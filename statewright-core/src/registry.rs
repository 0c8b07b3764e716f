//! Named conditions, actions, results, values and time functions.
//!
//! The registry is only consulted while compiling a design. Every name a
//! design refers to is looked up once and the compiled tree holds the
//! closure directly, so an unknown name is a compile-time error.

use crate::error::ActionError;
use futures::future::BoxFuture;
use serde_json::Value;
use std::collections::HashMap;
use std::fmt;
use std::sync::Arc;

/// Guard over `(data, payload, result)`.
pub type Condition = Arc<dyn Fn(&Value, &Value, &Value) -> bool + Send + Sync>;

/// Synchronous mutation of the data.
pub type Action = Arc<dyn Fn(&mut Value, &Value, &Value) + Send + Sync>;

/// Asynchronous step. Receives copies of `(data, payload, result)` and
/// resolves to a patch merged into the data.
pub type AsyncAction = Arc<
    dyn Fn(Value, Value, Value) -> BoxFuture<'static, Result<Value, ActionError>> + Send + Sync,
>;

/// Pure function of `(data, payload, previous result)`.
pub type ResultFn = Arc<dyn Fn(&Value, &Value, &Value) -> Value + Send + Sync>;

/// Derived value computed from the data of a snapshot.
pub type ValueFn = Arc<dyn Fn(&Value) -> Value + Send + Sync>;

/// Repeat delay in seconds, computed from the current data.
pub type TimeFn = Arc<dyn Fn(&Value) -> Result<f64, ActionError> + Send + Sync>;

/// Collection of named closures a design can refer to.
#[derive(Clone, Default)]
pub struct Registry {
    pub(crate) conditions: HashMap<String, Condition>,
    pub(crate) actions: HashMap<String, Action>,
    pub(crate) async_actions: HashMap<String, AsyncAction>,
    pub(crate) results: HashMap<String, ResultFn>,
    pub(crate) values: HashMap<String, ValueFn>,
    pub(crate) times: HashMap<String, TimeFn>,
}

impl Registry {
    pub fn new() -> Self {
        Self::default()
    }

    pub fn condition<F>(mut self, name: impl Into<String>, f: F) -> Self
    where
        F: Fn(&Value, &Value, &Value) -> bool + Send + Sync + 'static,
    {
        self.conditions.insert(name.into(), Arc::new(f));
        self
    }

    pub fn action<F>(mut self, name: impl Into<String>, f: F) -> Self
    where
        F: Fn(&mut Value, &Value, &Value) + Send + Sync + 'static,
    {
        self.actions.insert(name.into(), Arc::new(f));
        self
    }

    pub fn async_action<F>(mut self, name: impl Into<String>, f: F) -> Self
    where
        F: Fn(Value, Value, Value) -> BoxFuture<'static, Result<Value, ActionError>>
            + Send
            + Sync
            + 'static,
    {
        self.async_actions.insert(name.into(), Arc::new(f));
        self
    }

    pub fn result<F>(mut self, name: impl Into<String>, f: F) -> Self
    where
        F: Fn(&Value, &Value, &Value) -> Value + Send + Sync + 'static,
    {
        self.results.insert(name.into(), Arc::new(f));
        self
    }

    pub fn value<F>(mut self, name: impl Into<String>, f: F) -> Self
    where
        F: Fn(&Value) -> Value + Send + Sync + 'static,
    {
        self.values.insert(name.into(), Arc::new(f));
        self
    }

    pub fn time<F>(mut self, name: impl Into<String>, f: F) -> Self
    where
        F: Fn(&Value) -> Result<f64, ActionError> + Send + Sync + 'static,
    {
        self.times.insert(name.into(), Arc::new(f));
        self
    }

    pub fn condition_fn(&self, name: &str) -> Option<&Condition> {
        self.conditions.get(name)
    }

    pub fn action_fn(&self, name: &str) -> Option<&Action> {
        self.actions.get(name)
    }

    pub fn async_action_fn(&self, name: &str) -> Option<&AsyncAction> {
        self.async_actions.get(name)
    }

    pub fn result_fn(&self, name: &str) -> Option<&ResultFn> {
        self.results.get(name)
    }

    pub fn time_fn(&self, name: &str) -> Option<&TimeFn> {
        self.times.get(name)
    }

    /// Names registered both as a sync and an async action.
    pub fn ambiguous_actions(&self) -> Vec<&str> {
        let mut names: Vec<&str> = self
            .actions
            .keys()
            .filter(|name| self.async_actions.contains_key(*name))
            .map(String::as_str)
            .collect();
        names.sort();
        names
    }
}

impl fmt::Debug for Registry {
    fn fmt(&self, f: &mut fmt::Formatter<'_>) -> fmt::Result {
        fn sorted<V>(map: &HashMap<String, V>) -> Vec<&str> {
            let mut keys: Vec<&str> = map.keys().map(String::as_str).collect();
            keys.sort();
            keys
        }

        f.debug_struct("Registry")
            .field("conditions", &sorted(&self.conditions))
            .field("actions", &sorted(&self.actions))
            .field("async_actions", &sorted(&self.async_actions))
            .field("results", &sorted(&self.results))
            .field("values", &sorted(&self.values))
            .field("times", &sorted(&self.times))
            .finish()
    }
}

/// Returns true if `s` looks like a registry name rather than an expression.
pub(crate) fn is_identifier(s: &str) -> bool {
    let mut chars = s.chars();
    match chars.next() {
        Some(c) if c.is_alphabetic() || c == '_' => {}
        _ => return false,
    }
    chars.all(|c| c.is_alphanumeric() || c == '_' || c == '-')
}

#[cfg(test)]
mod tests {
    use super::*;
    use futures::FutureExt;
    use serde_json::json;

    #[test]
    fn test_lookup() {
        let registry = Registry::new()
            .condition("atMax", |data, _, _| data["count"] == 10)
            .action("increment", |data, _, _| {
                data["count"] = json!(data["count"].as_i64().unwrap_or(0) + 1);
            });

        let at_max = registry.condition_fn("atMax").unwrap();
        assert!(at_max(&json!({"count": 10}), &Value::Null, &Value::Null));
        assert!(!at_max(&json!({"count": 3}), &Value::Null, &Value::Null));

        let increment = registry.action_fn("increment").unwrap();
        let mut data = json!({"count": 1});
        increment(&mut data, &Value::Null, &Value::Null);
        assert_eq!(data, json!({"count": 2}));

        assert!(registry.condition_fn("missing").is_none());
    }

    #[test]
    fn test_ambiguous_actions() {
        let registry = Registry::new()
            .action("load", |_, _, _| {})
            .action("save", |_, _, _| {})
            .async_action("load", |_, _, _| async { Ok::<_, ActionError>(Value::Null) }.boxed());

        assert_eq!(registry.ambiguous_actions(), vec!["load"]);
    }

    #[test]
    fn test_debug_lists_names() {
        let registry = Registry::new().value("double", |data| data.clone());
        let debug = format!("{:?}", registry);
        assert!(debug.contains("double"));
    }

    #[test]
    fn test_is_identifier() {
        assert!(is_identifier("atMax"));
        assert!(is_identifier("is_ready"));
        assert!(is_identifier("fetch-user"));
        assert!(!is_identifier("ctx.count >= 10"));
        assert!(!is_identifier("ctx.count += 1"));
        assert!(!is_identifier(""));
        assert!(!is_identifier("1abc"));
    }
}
===
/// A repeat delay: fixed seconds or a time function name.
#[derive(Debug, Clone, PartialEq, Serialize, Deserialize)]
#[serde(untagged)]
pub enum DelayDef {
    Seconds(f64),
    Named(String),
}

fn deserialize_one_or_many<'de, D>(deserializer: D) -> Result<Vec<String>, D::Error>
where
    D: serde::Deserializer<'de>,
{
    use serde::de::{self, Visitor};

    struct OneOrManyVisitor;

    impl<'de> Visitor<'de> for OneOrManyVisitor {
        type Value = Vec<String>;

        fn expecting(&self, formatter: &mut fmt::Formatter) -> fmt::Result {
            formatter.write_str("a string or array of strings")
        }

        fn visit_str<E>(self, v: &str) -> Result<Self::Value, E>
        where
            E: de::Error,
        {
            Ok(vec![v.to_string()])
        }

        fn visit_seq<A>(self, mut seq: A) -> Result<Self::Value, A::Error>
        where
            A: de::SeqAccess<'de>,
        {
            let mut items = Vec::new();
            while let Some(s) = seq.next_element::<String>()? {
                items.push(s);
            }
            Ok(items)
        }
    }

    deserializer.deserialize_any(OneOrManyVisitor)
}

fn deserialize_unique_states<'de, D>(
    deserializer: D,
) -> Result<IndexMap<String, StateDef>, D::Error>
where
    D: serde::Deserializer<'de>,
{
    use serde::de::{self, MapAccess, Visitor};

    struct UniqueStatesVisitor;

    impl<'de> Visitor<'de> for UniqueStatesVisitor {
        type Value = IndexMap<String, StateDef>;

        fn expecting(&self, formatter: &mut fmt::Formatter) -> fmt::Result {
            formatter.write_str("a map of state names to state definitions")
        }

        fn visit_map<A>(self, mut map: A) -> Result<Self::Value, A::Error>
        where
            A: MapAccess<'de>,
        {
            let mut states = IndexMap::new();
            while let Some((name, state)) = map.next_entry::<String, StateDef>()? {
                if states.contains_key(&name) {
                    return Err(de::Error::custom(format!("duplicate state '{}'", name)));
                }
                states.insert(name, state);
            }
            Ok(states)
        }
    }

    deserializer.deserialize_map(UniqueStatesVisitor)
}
===
WORK TO COMPLETE: Each line above that contains the word "Some" must be copied.

REPLY TO THE TASK:
        Some(c) if c.is_alphabetic() || c == '_' => {}
            while let Some(s) = seq.next_element::<String>()? {
            while let Some((name, state)) = map.next_entry::<String, StateDef>()? {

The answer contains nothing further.